Poirot reapareció en Dover animado y sonriente, y nuestro viaje a Londres se realizó sin novedad. Eran más de las nueve de la noche cuando llegamos, y creí que nos iríamos directamente a nuestras habitaciones y no haríamos nada hasta la mañana. Pero Poirot tenía otros planes.
—No podemos perder el tiempo, amigo mío. La noticia de la detención no aparecerá en los periódicos ingleses hasta pasado mañana; pero, aun así, no tenemos tiempo que perder.
No seguí exactamente su razonamiento, pero le pregunté cómo se proponía encontrar a la muchacha.
—¿Recuerda usted a José Aarons, el agente de espectáculos? ¿No? Le presté mis servicios en un asuntillo relativo a un luchador japonés. Un caso bonito que cualquier día le contaré. Él podrá, sin duda, ponernos en camino de descubrir lo que queremos saber.
Necesitábamos algún tiempo para dar con Aarons, y era más de medianoche cuando lo conseguimos. Hizo a Poirot un caluroso recibimiento y se manifestó dispuesto a servirnos en todo lo que se ofreciese.
—No hay en mi profesión gran cosa que yo no sepa —expuso, radiante de buen humor.
—Pues bien, Aarons: deseo encontrar a una chica llamada Bella Duveen.
—Bella Duveen. Conozco el nombre, pero, de momento, no puedo situarlo. ¿A qué género se dedica?
—Esto no lo sé, pero aquí tiene usted su retrato. Aarons lo estudió un momento, y se iluminó su rostro.
—¡Ya lo tengo! —exclamó, dándose un manotazo en el muslo—. ¡The Dulcibella Kids!
—¿Las Niñas Dulcibella?
—¡Justo! Son hermanas. Acróbatas, danzarinas y cantantes. Trabajan bastante bien. Creo que están ahora por alguna parte, en provincias..., si no descansan. Han estado en París dos o tres semanas, por lo menos.
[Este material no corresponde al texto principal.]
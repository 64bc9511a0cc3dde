//! Finds the charset a stylesheet declares for itself, before it is decoded. A byte order mark
//! wins; otherwise the start of the buffer is decoded with a few candidate encodings and
//! searched for a leading `@charset` rule.
use encoding_rs::Encoding;
use log::debug;
use veil_shared::encoding::detect_bom;

use crate::callback::RejectAllCallback;
use crate::config::FilterConfig;
use crate::tokenizer::CssTokenizer;

/// Number of bytes searched for a `@charset` rule
const SNIFF_LEN: usize = 1024;

/// Returns the charset named by the byte order mark or the `@charset` rule of the buffer
#[must_use]
pub fn detect_charset(buf: &[u8]) -> Option<String> {
    if let Some(bom) = detect_bom(buf) {
        debug!("byte order mark found: {bom}");
        return Some(bom.to_string());
    }

    let head = &buf[..buf.len().min(SNIFF_LEN)];
    candidate_encodings(head)
        .into_iter()
        .find_map(|encoding| charset_rule(head, encoding))
}

/// Encodings worth trying on the buffer. A `@` followed or preceded by a NUL byte means the
/// sheet is probably UTF-16 without a byte order mark.
fn candidate_encodings(head: &[u8]) -> Vec<&'static Encoding> {
    let mut candidates = vec![encoding_rs::WINDOWS_1252];
    if head.windows(4).any(|w| w == b"@\0c\0") {
        candidates.push(encoding_rs::UTF_16LE);
    }
    if head.windows(4).any(|w| w == b"\0@\0c") {
        candidates.push(encoding_rs::UTF_16BE);
    }
    candidates
}

/// Decodes the buffer and runs the tokenizer up to the first construct
fn charset_rule(head: &[u8], encoding: &'static Encoding) -> Option<String> {
    let (text, _) = encoding.decode_without_bom_handling(head);
    let config = FilterConfig {
        stop_at_detected_charset: true,
        ..FilterConfig::default()
    };

    let mut sink = String::new();
    match CssTokenizer::new(&text, &mut sink, &config, &RejectAllCallback).run() {
        Ok(charset) => charset,
        Err(e) => {
            debug!("no usable @charset as {}: {e}", encoding.name());
            None
        }
    }
}

#[cfg(test)]
mod tests {
    use super::*;
    use test_case::test_case;

    fn utf16le(text: &str) -> Vec<u8> {
        text.encode_utf16().flat_map(|u| u.to_le_bytes()).collect()
    }

    fn utf16be(text: &str) -> Vec<u8> {
        text.encode_utf16().flat_map(|u| u.to_be_bytes()).collect()
    }

    #[test_case(b"\xEF\xBB\xBFh1 {}", Some("UTF-8"))]
    #[test_case(b"\xFF\xFEh\0", Some("UTF-16LE"))]
    #[test_case(b"\xFE\xFF\0h", Some("UTF-16BE"))]
    #[test_case(b"\xFF\xFE\0\0h\0\0\0", Some("UTF-32LE"))]
    #[test_case(b"@charset \"iso-8859-2\"; h1 {}", Some("iso-8859-2"))]
    #[test_case(b"  @charset 'koi8-r';", Some("koi8-r"))]
    #[test_case(b"h1 {} @charset \"iso-8859-2\";", None)]
    #[test_case(b"@charset \"x-nonsense\";", None)]
    #[test_case(b"", None)]
    fn sniff(buf: &[u8], expected: Option<&str>) {
        assert_eq!(detect_charset(buf).as_deref(), expected);
    }

    #[test]
    fn utf16_without_bom() {
        assert_eq!(
            detect_charset(&utf16le("@charset \"utf-16le\"; h1 {}")).as_deref(),
            Some("utf-16le")
        );
        assert_eq!(
            detect_charset(&utf16be("@charset \"utf-16be\";")).as_deref(),
            Some("utf-16be")
        );
    }

    #[test]
    fn only_the_start_is_searched() {
        let mut buf = vec![b' '; SNIFF_LEN];
        buf.extend_from_slice(b"@charset \"iso-8859-2\";");
        assert_eq!(detect_charset(&buf), None);
    }
}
—¿Puede usted saber dónde se encuentran ahora?
—Muy fácilmente. Váyanse a casa y les enviaré una nota por la mañana.
Bajo esta promesa nos despedimos de él. Cumplió puntualmente su palabra. Al día siguiente, hacia las once, llegó una nota garabateada:
«Las hermanas Dulcibella están en el Palace, en Coventry. Buena suerte.»
Sin más preparativos, salimos para Coventry. Poirot no hizo indagaciones en el teatro, contentándose con tomar dos butacas para la función de variedades de aquella noche.
El espectáculo fue soberanamente aburrido, o quizá el humor en que me hallaba me lo hizo ver así. Hubo artistas japoneses que ejecutaron arriesgados equilibrios; hombres dotados de falsa elegancia en traje de tonos verdosos y cabello exquisitamente lustroso desarrollaron unas charlas de sociedad y bailaron maravillosamente; algunas macizas primas donnas cantaron en el registro humano más agudo; un actor cómico se esforzó en ser míster George Robey y fracasó del modo más manifiesto.